In the final week of March, a month many of us will remember as the longest of our lives, I called Tara Rynders, a dancer and Registered Nurse who lives and works in Denver, Colorado. Tara was in the final stages of her 2019 Fellowship for Socially Engaged Art, during which she had expanded her immersive dance, First, Do No Harm, including a future performance that was to be presented by A Blade of Grass at a New York City hospital this year. With that performance on indefinite hold while the city expends the full force of its hospitals and medical personnel to survive COVID-19, I was curious to hear Tara’s perspective, as a frontline healthcare provider herself, and how the framework of empathetic connection and unbiased care taught through her workshops was helping her prepare for this new reality. Tara made clear that this is no time to lose our humanity, that it will be, in fact, required to rise to the occasion. Also, while we know what healthcare workers need now in the form of recognition and material support, this experience will wreak fall-out for them emotionally and psychologically that we will also need to be prepared to provide.
Since we spoke, Tara has developed and been appointed to a full-time position of Nurse Specialist: Resiliency, Innovation, and Outcomes. The position is unique to the Rose Medical Center, where Tara works, and will include implementing theraputic programs and advocacy for the specific mental health challenges of healthcare workers based upon the strategies she’s honed through her The Clinic workshops. The hospital-wide incorporation of these practices will provide a significant case study, during and after this current health crisis, on how addressing the psychological and emotional needs of healthcare workers might relieve their trauma and grief and translate to better patient care and outcomes. Rynders has also created a virtual version of the resiliency workshops for nurses that will be offered during the Reimagine End of Life Festival this June. The flowing interview has been edited and condensed. This interview is published in collaboration with The Art Newspaper.
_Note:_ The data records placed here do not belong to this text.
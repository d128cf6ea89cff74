//! # Dense Linear Algebra Core
//!
//! Provides the `Matrix` and `Vector` types, the cache-blocked multiplication
//! engine, zero-copy buffer views for host interop and a flat binary encoding.

// Declare modules
pub mod error;
pub mod interop;
pub mod matrix;
pub mod ops;
pub mod serialize;
pub mod storage;
pub mod traits;
pub mod vector;

// Re-export public types
pub use error::{ClaError, Result};
pub use interop::{ArrayView, ArrayViewMut, ElementType, MemoryOrder};
pub use matrix::Matrix;
pub use ops::{multiply_naive, MultiplyConfig};
pub use serialize::{decode, Entity};
pub use storage::Storage;
pub use traits::Dense;
pub use vector::Vector;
Kathryn McKinney: Thanks for taking some of your precious time off to speak with me. Can you tell me what your schedule has been like?
Tara Rynders: I work 2-3 days a week, and I’ve been working in the infusion center, which is an outpatient setting in the hospital setting. They pulled me off of that last week, and I’ve been doing resiliency and wellness work with our nurses and rounding all the different departments of the hospital to check-in, give them a chance to speak and talk about what’s going on emotionally, see how they’re feeling, and doing meditation with them. Just trying to increase the presence of wellness within each department so that they don’t burn out.
KM: Can you tell me a little bit about how you pursued both career paths as a nurse and a dancer. Did you always see a natural correlation between both types of labor?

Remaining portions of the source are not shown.